On December 4th, Hortonworks presented the fifth of 8 Discover HDP 2.2 webinars: Apache Kafka and Apache Storm for Stream Data Processing. Taylor Goetz, Rajiv Onat, and Justin Sears hosted this 5th webinar in the series.
After Justin Sears set the stage for the webinar by explaining the drivers behind Modern Data Architecture (MDA), Rajiv Onat and Taylor Goetz introduced and discussed how to use Apache Kafka and Apache Storm for stream data processing. They also covered Apache Kafka’s and Apache Storm’s new streaming innovations included in HDP 2.2:
Here is the complete recording of the Webinar.
Here are the presentation slides.
Register for all remaining webinars in the series
We’re grateful to all 381 participants who joined the HDP 2.2 webinar and asked excellent questions. This is the list of questions with their corresponding answers:
|Is it possible to use MQ-Series instead of Kafka as Messaging Queue?||Apache Storm supports JMS Spouts. It is currently certified with Active MQ and Oracle JMS. We ran into issues with IBM MQ-Series with respect to how messages are acknowledged by IBM MQ. IBM-MQ requires the thread that receives the message be the same thread that acks it. Storm’s framework cannot support this requirement, as the receiving and acking thread by design are different threads to achieve higher throughput.|
|Are there any tutorials for Storm and Kafka?||Yes, on our website there’re number of tutorials on both Kafka and Storm.|
|Is Nimbus the single point of failure?||
Nimbus is a fail-fast tolerant. That is, it does not impact the executing of the topology.
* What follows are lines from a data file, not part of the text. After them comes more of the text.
//! Property-Based Tests for Value Coercions
//!
//! Properties:
//! - ToString then ToNumber gives back every finite number
//! - Surrounding whitespace never changes ToNumber
//! - Integers print and parse the way their decimal form reads
//! - A number loosely equals its own string form
//! - ToInt32 wraps like a two's complement cast
//! - JSON without floats survives a trip through `Value`

use proptest::prelude::*;
use quill_core::{number_to_string, string_to_number, to_int32, Value};

// ============================================================================
// ARBITRATORS
// ============================================================================

fn arb_finite() -> impl Strategy<Value = f64> {
    any::<f64>().prop_filter("finite", |n| n.is_finite())
}

/// Integers that f64 holds exactly.
fn arb_safe_integer() -> impl Strategy<Value = i64> {
    -(1i64 << 53)..(1i64 << 53)
}

fn arb_json() -> impl Strategy<Value = serde_json::Value> {
    let leaf = prop_oneof![
        Just(serde_json::Value::Null),
        any::<bool>().prop_map(serde_json::Value::Bool),
        any::<i32>().prop_map(serde_json::Value::from),
        "[a-zA-Z0-9 ]{0,8}".prop_map(serde_json::Value::String),
    ];
    leaf.prop_recursive(3, 24, 4, |inner| {
        prop_oneof![
            prop::collection::vec(inner.clone(), 0..4).prop_map(serde_json::Value::Array),
            prop::collection::btree_map("[a-z]{1,4}", inner, 0..4)
                .prop_map(|map| serde_json::Value::Object(map.into_iter().collect())),
        ]
    })
}

// ============================================================================
// PROPERTIES
// ============================================================================

proptest! {
    #[test]
    fn prop_number_string_round_trip(n in arb_finite()) {
        let printed = number_to_string(n);
        let parsed = string_to_number(&printed);
        // -0 prints as "0"; the two compare equal.
        prop_assert_eq!(parsed, n, "printed {}", printed);
    }

    #[test]
    fn prop_whitespace_is_ignored(n in arb_finite(), pad in "[ \t\n\r]{0,3}") {
        let printed = number_to_string(n);
        let padded = format!("{}{}{}", pad, printed, pad);
        prop_assert_eq!(string_to_number(&padded), string_to_number(&printed));
    }

    #[test]
    fn prop_integers_read_as_written(i in arb_safe_integer()) {
        prop_assert_eq!(Value::Number(i as f64).to_js_string(), i.to_string());
        prop_assert_eq!(Value::string(i.to_string()).to_number(), i as f64);
    }

    #[test]
    fn prop_number_loosely_equals_its_string(n in arb_finite()) {
        let number = Value::Number(n);
        let string = Value::string(number_to_string(n));
        prop_assert!(number.loose_equals(&string));
        prop_assert!(!number.strict_equals(&string));
    }

    #[test]
    fn prop_to_int32_wraps(i in arb_safe_integer()) {
        prop_assert_eq!(to_int32(i as f64), i as i32);
    }

    #[test]
    fn prop_json_round_trip(json in arb_json()) {
        let value = Value::from(json.clone());
        prop_assert_eq!(value.to_json(), json);
    }
}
What would be impacted is the assignment of new tasks to supervisors or deployment of new topologies.
However, we are currently looking into providing HA for Nimbus.
|Can streams be enriched with other systems, such as Reddit or in-memory databases?||Absolutely yes. Storm is a processing framework; as such, it’s agnostic to input source of data stream for the bolts. Data streams can come from any source: your RDMS, filesystem etc.|
|Can you please provide details on Flume use case vs. Storm use case?||Flume and Storm complement each other and do not overlap with each other. Flume is data ingest framework, whereas Storm is stream processing framework. While Flume provides interceptors to process the data in its pipeline, it does not provide processing guarantees that Storm provides. We are seeing some use cases implemented using Flume->Kafka->Storm pipelines.|
|What kind of enterprise production support is available for Storm/Kafka layers?||Hortonworks provides enterprise support subscriptions for Storm and Kafka.|
|Will Storm integrate with Falcon in the future such that a topology can be executed from Falcon?||Currently, we do not have plans to support it.|
|What is the difference between Spark streaming and Storm streaming¬?||Storm is stream processing platform that provides comprehensive support for both tuple based processing and micro-batch (framework allows you to implement sliding and tumbling count/time based windows) based processing.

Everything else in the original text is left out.